Un hombre se levantó sobresaltado, jadeando debido a la falta de aire, igualmente sintiendo un pequeño mareo causado por su levantamiento rápido y brusco.

Su cabeza dolía, no sentía que su cordura estuviera completamente estable, así que optó por cerrar sus ojos un momento, así logrando calmarse.

Se percató de que su habla era nula, tratando de emitir sonido alguno con su boca, que rápidamente eran callados por un eco insonoro. Aunque eso era lo que menos le interesaba en esos momentos, ya que estaba en un lugar completamente desconocido, a oscuras y desordenado, pero para su sorpresa, las máquinas que tenía conectadas al cuerpo aún seguían funcionando.

Se levantó cuidadosamente, aún un poco débil. Miró hacia abajo, y estaba vestido con una bata típica de un hospital. No tenía zapatos a la vista, así que solamente andó con cautela por aquella habitación oscura.

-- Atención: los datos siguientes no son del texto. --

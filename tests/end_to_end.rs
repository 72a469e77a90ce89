use quarry::{Connection, Order, Table, Transaction, stream::TryStreamExt};
use quarry_memory::MemoryConnection;

/// The whole pipeline against the in-memory engine: declare, create, insert
/// inside a transaction, query back with a typed predicate.
#[tokio::test]
async fn readme_flow() {
    let mut builder = Table::builder("books");
    let id = builder.column::<i64>("id").auto_increment().take();
    let title = builder.column::<String>("title").take();
    let pages = builder.column::<i32>("pages").take();
    let books = builder.build().expect("Failed to declare books");

    let mut connection = MemoryConnection::connect("memory://readme")
        .await
        .expect("Failed to connect");
    books
        .drop_table(&mut connection, true)
        .await
        .expect("Failed to drop books");
    books
        .create_table(&mut connection, false)
        .await
        .expect("Failed to create books");

    let mut transaction = connection
        .begin()
        .await
        .expect("Failed to begin a transaction");
    for (a_title, a_pages) in [
        ("The Hobbit", 310),
        ("The Silmarillion", 365),
        ("Leaf by Niggle", 50),
    ] {
        books
            .insert()
            .set(&title, a_title.to_string())
            .expect("Failed to attach the title")
            .set(&pages, a_pages)
            .expect("Failed to attach the pages")
            .execute(&mut transaction)
            .await
            .expect("Failed to insert the book");
    }
    transaction
        .commit()
        .await
        .expect("Failed to commit the inserts");

    let long_reads = books
        .select(pages.ge(300))
        .slice(&[&title])
        .expect("Failed to narrow the projection")
        .order_by(&title, Order::Asc)
        .rows(&mut connection)
        .try_collect::<Vec<_>>()
        .await
        .expect("Failed to query the books");
    let titles = long_reads
        .iter()
        .map(|row| row.get(&title).expect("Failed to read the title"))
        .collect::<Vec<_>>();
    assert_eq!(titles, ["The Hobbit", "The Silmarillion"]);

    let next_id: i64 = books
        .insert()
        .set(&title, "Unfinished Tales".to_string())
        .expect("Failed to attach the title")
        .set(&pages, 480)
        .expect("Failed to attach the pages")
        .execute_returning_id(&mut connection)
        .await
        .expect("Failed to insert with identity retrieval");
    assert_eq!(next_id, 4);
    assert_eq!(
        books
            .select(id.eq(next_id))
            .count(&mut connection)
            .await
            .expect("Failed to count by the fresh identity"),
        1
    );
}
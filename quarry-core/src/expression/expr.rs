use crate::{BinaryOp, ColumnRef, Select, SqlWriter, UnaryOp, Value};

/// A node of the predicate / scalar expression tree.
///
/// The tree is an explicit sum type: rendering is a structural recursion over
/// the variants, performed by a [`SqlWriter`](crate::SqlWriter). Nodes are
/// immutable and freely reusable across queries and renderings.
///
/// Type compatibility between the two sides of a comparison is enforced by
/// the typed [`Column`](crate::Column) constructors before a node is ever
/// created; the tree itself is untyped.
#[derive(Debug, Clone)]
pub enum Expr {
    /// Literal value. Rendered as a bound parameter, never as SQL text.
    Value(Value),
    /// Column reference.
    Column(ColumnRef),
    /// Row value: an ordered tuple of expressions.
    Tuple(Vec<Expr>),
    Unary { op: UnaryOp, operand: Box<Expr> },
    Binary {
        op: BinaryOp,
        lhs: Box<Expr>,
        rhs: Box<Expr>,
    },
    /// Membership in a finite literal sequence. An empty `list` is legal and
    /// renders as a constant predicate, never as malformed SQL.
    InList {
        operand: Box<Expr>,
        list: Vec<Expr>,
        negated: bool,
    },
    /// Membership in the rows of a sub-query.
    InSubQuery {
        operand: Box<Expr>,
        query: Box<Select>,
        negated: bool,
    },
    IsNull { operand: Box<Expr>, negated: bool },
}

impl Expr {
    /// Both this and `rhs` must hold.
    pub fn and(self, rhs: Expr) -> Expr {
        binary(BinaryOp::And, self, rhs)
    }

    /// Either this or `rhs` must hold.
    pub fn or(self, rhs: Expr) -> Expr {
        binary(BinaryOp::Or, self, rhs)
    }

    /// Logical negation.
    pub fn not(self) -> Expr {
        Expr::Unary {
            op: UnaryOp::Not,
            operand: Box::new(self),
        }
    }

    /// Render this expression alone into SQL text plus its ordered
    /// parameter list.
    pub fn to_statement(&self, writer: &dyn SqlWriter) -> crate::Result<crate::Statement> {
        let mut context = crate::Context::new();
        let mut sql = String::with_capacity(128);
        writer.write_expression(&mut context, &mut sql, self)?;
        Ok(crate::Statement::new(sql, context.take_params()))
    }

    /// Numeric binding strength, used by writers to decide parenthesization.
    pub fn precedence(&self, writer: &dyn SqlWriter) -> i32 {
        match self {
            Expr::Value(..) | Expr::Column(..) | Expr::Tuple(..) => 1_000_000,
            Expr::Unary { op, .. } => writer.unary_op_precedence(op),
            Expr::Binary { op, .. } => writer.binary_op_precedence(op),
            Expr::InList { .. } | Expr::InSubQuery { .. } | Expr::IsNull { .. } => {
                writer.comparison_precedence()
            }
        }
    }
}

/// Both expressions must hold.
pub fn and(lhs: Expr, rhs: Expr) -> Expr {
    lhs.and(rhs)
}

/// Either expression must hold.
pub fn or(lhs: Expr, rhs: Expr) -> Expr {
    lhs.or(rhs)
}

/// The expression must not hold.
pub fn not(expr: Expr) -> Expr {
    expr.not()
}

pub(crate) fn binary(op: BinaryOp, lhs: Expr, rhs: Expr) -> Expr {
    // Comparing against a typed NULL means a null check, `= NULL` matches
    // nothing in SQL.
    if matches!(op, BinaryOp::Eq | BinaryOp::NotEq) {
        if let Expr::Value(v) = &rhs {
            if v.is_null() {
                return is_null(lhs, op == BinaryOp::NotEq);
            }
        }
    }
    Expr::Binary {
        op,
        lhs: Box::new(lhs),
        rhs: Box::new(rhs),
    }
}

pub(crate) fn in_list(operand: Expr, list: Vec<Expr>, negated: bool) -> Expr {
    Expr::InList {
        operand: Box::new(operand),
        list,
        negated,
    }
}

pub(crate) fn in_query(operand: Expr, query: Select, negated: bool) -> Expr {
    Expr::InSubQuery {
        operand: Box::new(operand),
        query: Box::new(query),
        negated,
    }
}

pub(crate) fn is_null(operand: Expr, negated: bool) -> Expr {
    Expr::IsNull {
        operand: Box::new(operand),
        negated,
    }
}
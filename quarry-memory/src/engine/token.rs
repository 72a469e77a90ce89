#[derive(Debug, Clone, PartialEq)]
pub enum Token {
    Ident(String),
    Int(i64),
    Float(f64),
    Str(String),
    Blob(Vec<u8>),
    /// `?` placeholder.
    Param,
    LParen,
    RParen,
    Comma,
    Star,
    Eq,
    NotEq,
    Less,
    LessEq,
    Greater,
    GreaterEq,
    Keyword(Keyword),
    Eof,
}

#[derive(Debug, Clone, Copy, PartialEq, Eq)]
pub enum Keyword {
    And,
    As,
    Asc,
    Autoincrement,
    Blob,
    By,
    Count,
    Create,
    Default,
    Delete,
    Desc,
    Distinct,
    Drop,
    Exists,
    False,
    From,
    If,
    In,
    Insert,
    Integer,
    Into,
    Is,
    Key,
    Limit,
    Not,
    Null,
    Or,
    Order,
    Primary,
    Real,
    References,
    Select,
    Set,
    Table,
    Text,
    True,
    Update,
    Values,
    Where,
}

impl Keyword {
    /// Case insensitive keyword lookup for a bare word.
    pub fn lookup(word: &str) -> Option<Keyword> {
        Some(match word.to_ascii_uppercase().as_str() {
            "AND" => Keyword::And,
            "AS" => Keyword::As,
            "ASC" => Keyword::Asc,
            "AUTOINCREMENT" => Keyword::Autoincrement,
            "BLOB" => Keyword::Blob,
            "BY" => Keyword::By,
            "COUNT" => Keyword::Count,
            "CREATE" => Keyword::Create,
            "DEFAULT" => Keyword::Default,
            "DELETE" => Keyword::Delete,
            "DESC" => Keyword::Desc,
            "DISTINCT" => Keyword::Distinct,
            "DROP" => Keyword::Drop,
            "EXISTS" => Keyword::Exists,
            "FALSE" => Keyword::False,
            "FROM" => Keyword::From,
            "IF" => Keyword::If,
            "IN" => Keyword::In,
            "INSERT" => Keyword::Insert,
            "INTEGER" => Keyword::Integer,
            "INTO" => Keyword::Into,
            "IS" => Keyword::Is,
            "KEY" => Keyword::Key,
            "LIMIT" => Keyword::Limit,
            "NOT" => Keyword::Not,
            "NULL" => Keyword::Null,
            "OR" => Keyword::Or,
            "ORDER" => Keyword::Order,
            "PRIMARY" => Keyword::Primary,
            "REAL" => Keyword::Real,
            "REFERENCES" => Keyword::References,
            "SELECT" => Keyword::Select,
            "SET" => Keyword::Set,
            "TABLE" => Keyword::Table,
            "TEXT" => Keyword::Text,
            "TRUE" => Keyword::True,
            "UPDATE" => Keyword::Update,
            "VALUES" => Keyword::Values,
            "WHERE" => Keyword::Where,
            _ => return None,
        })
    }
}
use crate::Dataset;
use quarry::{Executor, Order, RowTuple, stream::TryStreamExt};

pub async fn in_list<E: Executor>(executor: &mut E) {
    let data = Dataset::declare();
    data.prepare(executor)
        .await
        .expect("Failed to prepare the dataset");
    let users = &data.users;

    let rows = users
        .table
        .select(users.id.in_list(["andrey", "alex"]))
        .order_by(&users.name, Order::Asc)
        .rows(executor)
        .try_collect::<Vec<_>>()
        .await
        .expect("Failed to select an id list");
    assert_eq!(rows.len(), 2);
    assert_eq!(rows[0].get(&users.name).expect("Failed to read"), "Alex");
    assert_eq!(rows[1].get(&users.name).expect("Failed to read"), "Andrey");

    let rows = users
        .table
        .select(users.id.not_in_list(["andrey", "alex"]))
        .rows(executor)
        .try_collect::<Vec<_>>()
        .await
        .expect("Failed to select outside an id list");
    assert_eq!(rows.len(), 3);

    let cities = &data.cities;
    let count = cities
        .table
        .select(cities.id.in_list([1, 2]))
        .count(executor)
        .await
        .expect("Failed to count a city id list");
    assert_eq!(count, 2);
}

pub async fn empty_in_list<E: Executor>(executor: &mut E) {
    let data = Dataset::declare();
    data.prepare(executor)
        .await
        .expect("Failed to prepare the dataset");
    let users = &data.users;

    // An empty membership list never matches; its negation always does.
    let rows = users
        .table
        .select(users.id.in_list(Vec::<String>::new()))
        .rows(executor)
        .try_collect::<Vec<_>>()
        .await
        .expect("Failed to select an empty list");
    assert_eq!(rows.len(), 0);

    let rows = users
        .table
        .select(users.id.not_in_list(Vec::<String>::new()))
        .rows(executor)
        .try_collect::<Vec<_>>()
        .await
        .expect("Failed to select outside an empty list");
    assert_eq!(rows.len(), 5);
}

pub async fn row_tuple_in_list<E: Executor>(executor: &mut E) {
    let data = Dataset::declare();
    data.prepare(executor)
        .await
        .expect("Failed to prepare the dataset");
    let users = &data.users;

    let pairs = [
        ("andrey".to_string(), "Andrey".to_string()),
        ("alex".to_string(), "Alex".to_string()),
    ];
    let rows = users
        .table
        .select((&users.id, &users.name).in_list(pairs.clone()))
        .order_by(&users.name, Order::Asc)
        .rows(executor)
        .try_collect::<Vec<_>>()
        .await
        .expect("Failed to select a pair list");
    assert_eq!(rows.len(), 2);
    assert_eq!(rows[0].get(&users.name).expect("Failed to read"), "Alex");
    assert_eq!(rows[1].get(&users.name).expect("Failed to read"), "Andrey");

    // A mixed pair matches only when both sides line up.
    let rows = users
        .table
        .select(
            (&users.id, &users.name)
                .in_list([("andrey".to_string(), "Alex".to_string())]),
        )
        .rows(executor)
        .try_collect::<Vec<_>>()
        .await
        .expect("Failed to select a mismatched pair");
    assert_eq!(rows.len(), 0);
}

pub async fn tuple_partition<E: Executor>(executor: &mut E) {
    let data = Dataset::declare();
    data.prepare(executor)
        .await
        .expect("Failed to prepare the dataset");
    let users = &data.users;

    // Membership and its negation partition the table for any tuple set.
    let pairs = [
        ("andrey".to_string(), "Andrey".to_string()),
        ("sergey".to_string(), "Sergey".to_string()),
        ("missing".to_string(), "Nobody".to_string()),
    ];
    let within = users
        .table
        .select((&users.id, &users.name).in_list(pairs.clone()))
        .count(executor)
        .await
        .expect("Failed to count inside the pair set");
    let outside = users
        .table
        .select((&users.id, &users.name).not_in_list(pairs))
        .count(executor)
        .await
        .expect("Failed to count outside the pair set");
    let total = users
        .table
        .select_all()
        .count(executor)
        .await
        .expect("Failed to count users");
    assert_eq!(within, 2);
    assert_eq!(within + outside, total);
}

pub async fn sub_queries<E: Executor>(executor: &mut E) {
    let data = Dataset::declare();
    data.prepare(executor)
        .await
        .expect("Failed to prepare the dataset");
    let cities = &data.cities;

    // cities holds ids {1, 2, 3}; excluding the sub-query result {2} leaves
    // {1, 3}, and 2 never shows up.
    let inner = cities
        .table
        .select(cities.id.eq(2))
        .slice(&[&cities.id])
        .expect("Failed to project the sub-query");
    let rows = cities
        .table
        .select(
            cities
                .id
                .not_in_query(inner)
                .expect("Failed to build the exclusion"),
        )
        .order_by(&cities.id, Order::Asc)
        .rows(executor)
        .try_collect::<Vec<_>>()
        .await
        .expect("Failed to select outside the sub-query");
    let ids = rows
        .iter()
        .map(|row| row.get(&cities.id).expect("Failed to read the id"))
        .collect::<Vec<_>>();
    assert_eq!(ids, [1, 3]);

    // A sub-query covering the whole key space excludes everything and
    // includes everything, respectively.
    let everything = || {
        cities
            .table
            .select_all()
            .slice(&[&cities.id])
            .expect("Failed to project the sub-query")
    };
    let count = cities
        .table
        .select(
            cities
                .id
                .not_in_query(everything())
                .expect("Failed to build the exclusion"),
        )
        .count(executor)
        .await
        .expect("Failed to count the excluded rows");
    assert_eq!(count, 0);
    let count = cities
        .table
        .select(
            cities
                .id
                .in_query(everything())
                .expect("Failed to build the inclusion"),
        )
        .count(executor)
        .await
        .expect("Failed to count the included rows");
    assert_eq!(count, 3);
}
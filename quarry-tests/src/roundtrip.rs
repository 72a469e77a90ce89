use quarry::{Executor, Table, stream::TryStreamExt};
use rust_decimal::Decimal;
use time::macros::{date, datetime, time};
use uuid::Uuid;

/// Every supported value type written through the codec and read back: the
/// decoded row must equal what was inserted, whatever the dialect stores
/// underneath.
pub async fn value_round_trip<E: Executor>(executor: &mut E) {
    let mut builder = Table::builder("specimens");
    let flag = builder.column::<bool>("flag").take();
    let small = builder.column::<i16>("small").take();
    let regular = builder.column::<i32>("regular").take();
    let large = builder.column::<i64>("large").take();
    let weight = builder.column::<f64>("weight").take();
    let price = builder.column::<Decimal>("price").take();
    let label = builder.column::<String>("label").take();
    let payload = builder.column::<Vec<u8>>("payload").take();
    let born = builder.column::<time::Date>("born").take();
    let wakes = builder.column::<time::Time>("wakes").take();
    let seen = builder.column::<time::PrimitiveDateTime>("seen").take();
    let token = builder.column::<Uuid>("token").take();
    let note = builder.column::<Option<String>>("note").take();
    let table = builder.build().expect("Failed to declare specimens");

    table
        .drop_table(executor, true)
        .await
        .expect("Failed to drop specimens");
    table
        .create_table(executor, false)
        .await
        .expect("Failed to create specimens");

    let uuid = Uuid::parse_str("5e915574-bb30-4430-98cf-c5854f61fbbd").unwrap();
    table
        .insert()
        .set(&flag, true)
        .expect("Failed to attach flag")
        .set(&small, -2)
        .expect("Failed to attach small")
        .set(&regular, 777)
        .expect("Failed to attach regular")
        .set(&large, 9876543210)
        .expect("Failed to attach large")
        .set(&weight, 13.25)
        .expect("Failed to attach weight")
        .set(&price, Decimal::new(123456, 2))
        .expect("Failed to attach price")
        .set(&label, "Hello world!".to_string())
        .expect("Failed to attach label")
        .set(&payload, vec![0xDE, 0xAD, 0xBE, 0xEF])
        .expect("Failed to attach payload")
        .set(&born, date!(1990 - 01 - 15))
        .expect("Failed to attach born")
        .set(&wakes, time!(12:00:10))
        .expect("Failed to attach wakes")
        .set(&seen, datetime!(2024-05-06 07:08:09.123456))
        .expect("Failed to attach seen")
        .set(&token, uuid)
        .expect("Failed to attach token")
        .set(&note, None)
        .expect("Failed to attach note")
        .execute(executor)
        .await
        .expect("Failed to insert the specimen");

    let rows = table
        .select_all()
        .rows(executor)
        .try_collect::<Vec<_>>()
        .await
        .expect("Failed to read the specimen back");
    assert_eq!(rows.len(), 1);
    let row = &rows[0];
    assert_eq!(row.get(&flag).expect("flag"), true);
    assert_eq!(row.get(&small).expect("small"), -2);
    assert_eq!(row.get(&regular).expect("regular"), 777);
    assert_eq!(row.get(&large).expect("large"), 9876543210);
    assert_eq!(row.get(&weight).expect("weight"), 13.25);
    assert_eq!(row.get(&price).expect("price"), Decimal::new(123456, 2));
    assert_eq!(row.get(&label).expect("label"), "Hello world!");
    assert_eq!(
        row.get(&payload).expect("payload"),
        vec![0xDE, 0xAD, 0xBE, 0xEF]
    );
    assert_eq!(row.get(&born).expect("born"), date!(1990 - 01 - 15));
    assert_eq!(row.get(&wakes).expect("wakes"), time!(12:00:10));
    assert_eq!(
        row.get(&seen).expect("seen"),
        datetime!(2024-05-06 07:08:09.123456)
    );
    assert_eq!(row.get(&token).expect("token"), uuid);
    assert_eq!(row.get(&note).expect("note"), None);

    // Filtering on a lowered type goes through the same codec.
    let count = table
        .select(token.eq(uuid))
        .count(executor)
        .await
        .expect("Failed to count by token");
    assert_eq!(count, 1);
    let count = table
        .select(born.lt(date!(1991 - 01 - 01)))
        .count(executor)
        .await
        .expect("Failed to count by date");
    assert_eq!(count, 1);
}
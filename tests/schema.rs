use quarry::{ColumnTrait, Error, SchemaError, Table, Value};

#[test]
fn declares_tables_in_memory_only() {
    let mut builder = Table::builder("accounts");
    let id = builder.column::<i64>("id").auto_increment().take();
    let owner = builder.column::<String>("owner").take();
    let note = builder.column::<Option<String>>("note").take();
    let table = builder.build().expect("Failed to declare accounts");

    assert_eq!(table.name(), "accounts");
    assert_eq!(table.columns().len(), 3);
    assert_eq!(table.primary_key().map(|c| c.name()), Some("id"));
    assert_eq!(table.identity().map(|c| c.name()), Some("id"));
    assert!(table.contains(&id.def().column_ref));
    assert!(owner.def().value.same_type(&Value::Varchar(None)));
    assert!(!owner.def().nullable);
    assert!(note.def().nullable);
    // The identity column is implicitly the primary key.
    assert!(id.def().primary_key && id.def().auto_increment);
}

#[test]
fn duplicate_columns_are_rejected() {
    let mut builder = Table::builder("accounts");
    builder.column::<i64>("name").take();
    builder.column::<String>("name").take();
    let error = builder.build().expect_err("duplicates must be rejected");
    assert!(matches!(
        error,
        Error::Schema(SchemaError::DuplicateColumn { .. })
    ));
}

#[test]
fn at_most_one_primary_key() {
    let mut builder = Table::builder("accounts");
    builder.column::<i64>("id").primary_key().take();
    builder.column::<String>("owner").primary_key().take();
    let error = builder.build().expect_err("two keys must be rejected");
    assert!(matches!(
        error,
        Error::Schema(SchemaError::MultiplePrimaryKeys { .. })
    ));
}

#[test]
fn identity_requires_an_integer_type() {
    let mut builder = Table::builder("accounts");
    builder.column::<String>("id").auto_increment().take();
    let error = builder
        .build()
        .expect_err("a text identity must be rejected");
    assert!(matches!(
        error,
        Error::Schema(SchemaError::IdentityNotInteger { .. })
    ));
}

#[test]
fn references_must_target_a_primary_key() {
    let mut builder = Table::builder("cities");
    let id = builder.column::<i32>("id").auto_increment().take();
    let name = builder.column::<String>("name").take();
    builder.build().expect("Failed to declare cities");

    let mut builder = Table::builder("users");
    builder
        .column::<Option<i32>>("city_id")
        .references(&id)
        .take();
    builder.build().expect("a primary key target is accepted");

    let mut builder = Table::builder("users");
    builder
        .column::<Option<String>>("city_name")
        .references(&name)
        .take();
    let error = builder
        .build()
        .expect_err("a non key target must be rejected");
    assert!(matches!(
        error,
        Error::Schema(SchemaError::ReferenceNotPrimaryKey { .. })
    ));

    // The nullability of the reference is independent of the target's.
    let mut builder = Table::builder("billing");
    let required = builder.column::<i32>("city_id").references(&id).take();
    builder.build().expect("Failed to declare billing");
    assert!(!required.def().nullable);
}
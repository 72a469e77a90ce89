use crate::Dataset;
use quarry::{Executor, compound_and, compound_or, stream::TryStreamExt};

pub async fn compound_folds<E: Executor>(executor: &mut E) {
    let data = Dataset::declare();
    data.prepare(executor)
        .await
        .expect("Failed to prepare the dataset");
    let users = &data.users;

    // The disjunction fold matches the union of the folded predicates.
    let matched = |id: &str| users.id.eq(id.to_string());
    let rows = users
        .table
        .select(
            compound_or([matched("andrey"), matched("alex"), matched("smth")])
                .expect("Failed to fold with OR"),
        )
        .rows(executor)
        .try_collect::<Vec<_>>()
        .await
        .expect("Failed to select the union");
    assert_eq!(rows.len(), 3);

    // The conjunction fold matches the intersection: mutually exclusive
    // equalities on one column leave nothing.
    let rows = users
        .table
        .select(
            compound_and([matched("andrey"), matched("alex")])
                .expect("Failed to fold with AND"),
        )
        .rows(executor)
        .try_collect::<Vec<_>>()
        .await
        .expect("Failed to select the intersection");
    assert_eq!(rows.len(), 0);

    // Compatible conjuncts intersect normally.
    let rows = users
        .table
        .select(
            compound_and([users.id.eq("eugene"), users.city_id.eq(2)])
                .expect("Failed to fold with AND"),
        )
        .rows(executor)
        .try_collect::<Vec<_>>()
        .await
        .expect("Failed to select the narrow intersection");
    assert_eq!(rows.len(), 1);
    assert_eq!(rows[0].get(&users.name).expect("Failed to read"), "Eugene");
}
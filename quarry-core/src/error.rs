use thiserror::Error;

pub type Result<T> = std::result::Result<T, Error>;

/// Unified error type of the crate.
///
/// Construction errors (`Schema`, `Projection`, `EmptyFold`) and render errors
/// (`Unsupported`) indicate a programming mistake and are never retried.
/// `Execution` is terminal for the transaction that produced it.
#[derive(Debug, Error)]
pub enum Error {
    #[error(transparent)]
    Schema(#[from] SchemaError),
    #[error(transparent)]
    Projection(#[from] ProjectionError),
    #[error(transparent)]
    EmptyFold(#[from] EmptyFoldError),
    #[error(transparent)]
    Codec(#[from] CodecError),
    #[error(transparent)]
    Unsupported(#[from] UnsupportedConstructError),
    #[error(transparent)]
    Execution(#[from] ExecutionError),
}

/// Malformed table or column declaration, detected when the table is built.
#[derive(Debug, Error)]
pub enum SchemaError {
    #[error("duplicate column `{column}` in table `{table}`")]
    DuplicateColumn { table: String, column: String },
    #[error("table `{table}` declares more than one primary key column")]
    MultiplePrimaryKeys { table: String },
    #[error("identity column `{column}` of table `{table}` must have an integer type")]
    IdentityNotInteger { table: String, column: String },
    #[error(
        "column `{table}.{column}` references `{target_table}.{target_column}` which is not a primary key"
    )]
    ReferenceNotPrimaryKey {
        table: String,
        column: String,
        target_table: String,
        target_column: String,
    },
    #[error("table `{table}` has no identity column")]
    NoIdentityColumn { table: String },
}

/// Malformed query construction, detected when the query is built.
#[derive(Debug, Error)]
pub enum ProjectionError {
    #[error("column `{column}` does not belong to table `{table}`")]
    ForeignColumn { table: String, column: String },
    #[error("sub-query projects {found} columns where {expected} are required")]
    SubQueryArity { expected: usize, found: usize },
}

/// Folding an empty sequence of expressions has no identity to expose.
#[derive(Debug, Error)]
#[error("cannot fold zero expressions with {operator}")]
pub struct EmptyFoldError {
    pub operator: &'static str,
}

/// Mismatch between an application value and a column type, detected at the
/// encode / decode boundary.
#[derive(Debug, Error)]
pub enum CodecError {
    #[error("column `{column}` expects {expected} but received {found}")]
    TypeMismatch {
        column: String,
        expected: &'static str,
        found: &'static str,
    },
    #[error("column `{column}` is not nullable but received an absent value")]
    NullNotAllowed { column: String },
    #[error("cannot convert {value} to {target}")]
    Conversion { value: String, target: String },
    #[error("value {value} is out of range for {target}")]
    OutOfRange { value: String, target: String },
}

/// The targeted dialect has no spelling for the requested construct.
#[derive(Debug, Error)]
#[error("dialect `{dialect}` cannot express {construct}")]
pub struct UnsupportedConstructError {
    pub dialect: &'static str,
    pub construct: String,
}

/// Driver level failure. Always terminal for the current transaction.
///
/// Carries the statement text without its parameter values so diagnostics do
/// not leak literals into logs.
#[derive(Debug, Error)]
#[error("execution failed on `{dialect}`: {source}\nstatement: {statement}")]
pub struct ExecutionError {
    pub dialect: &'static str,
    pub statement: String,
    #[source]
    pub source: anyhow::Error,
}

impl ExecutionError {
    pub fn new(dialect: &'static str, statement: impl Into<String>, source: anyhow::Error) -> Self {
        Self {
            dialect,
            statement: statement.into(),
            source,
        }
    }
}
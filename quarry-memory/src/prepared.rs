use crate::engine::Stmt;
use quarry_core::{AsValue, Prepared, Result, Value, WireCodec, codec, truncate_long};
use std::fmt::{self, Display, Formatter};

/// A statement parsed once, re-runnable with fresh bindings.
#[derive(Debug, Clone)]
pub struct MemoryPrepared {
    pub(crate) sql: String,
    pub(crate) stmt: Stmt,
    pub(crate) params: Vec<Value>,
}

impl MemoryPrepared {
    pub(crate) fn new(sql: String, stmt: Stmt, params: Vec<Value>) -> Self {
        Self { sql, stmt, params }
    }
}

impl Prepared for MemoryPrepared {
    fn clear_bindings(&mut self) -> Result<&mut Self> {
        self.params.clear();
        Ok(self)
    }

    fn bind(&mut self, value: impl AsValue) -> Result<&mut Self> {
        // Bound values take the same storage class lowering the renderer
        // applies to literals.
        self.params
            .push(codec::to_wire(&WireCodec::storage_classes(), value.as_value())?);
        Ok(self)
    }
}

impl Display for MemoryPrepared {
    fn fmt(&self, f: &mut Formatter<'_>) -> fmt::Result {
        write!(f, "{}", truncate_long!(&self.sql))
    }
}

Un único pensamiento inundó su mente. "Salir de aquí. Tengo que salir de aquí."

Decidido, abrió cuidadosamente la puerta del cuarto que lo mantenía apartado del exterior, para su sorpresa, esta no tenía llave.

Andaba con cautela, llegando a divisar cubrebocas y una que otro escombro regados por el largo pasillo.

Parecía muy tranquilo, parecía que este lugar estaba abandonado desde hace mucho, incluso llegándose a ver unas cuantas enredaderas crecer por aquellas incoloras paredes de cemento.

Caminó, precavido de no pisar nada, en especial aquellas jeringas que estaban regadas por casi todo el piso del hospital. Para su extrañeza, estas tenían un líquido amarillento dentro, dándoles un toque extravagante y peligroso, advirtiendo que había que tener cuidado de no tocarlas.

En los muros colgaban algunos diplomas, parecían ser bastante antiguos ya que no se alcanzaba a ver lo que decían con exactitud.

"Pero que...". Pensó aquel hombre, encontrándose con una camilla pegada al techo, literalmente.

Al acercarse más, sintió como si el ambiente fuese más pesado, comenzando a doler su cabeza de una forma descomunal, sentía vibraciones rondando en sus oídos, mareándolo de manera rápida y violenta.

Trató de pasar de ese lugar, sin prestarle atención a aquella cama para pacientes que se adhería extrañamente al techo, lo que le preocupaba ahora era salir con vida de ese infierno.

De un momento a otro cayó al suelo, estampando sus rodillas fuertemente contra este. Se arrastró lo más rápido que pudo, sintiendo su cabeza estallar, era una sensación completamente terrible.

Por fin, agradeció a todos los dioses posibles, ya que los mareos se detuvieron, pero como consecuencia dejándolo aturdido y jadeante, derrumbado boca arriba en el piso de aquel hospital de dudosa procedencia.

De repente, pensamientos extraños le vinieron a la mente.

¿Alguna vez le desearía eso a una persona? ¿En algún momento de su vida conoció a un humano? ¿Quién era él?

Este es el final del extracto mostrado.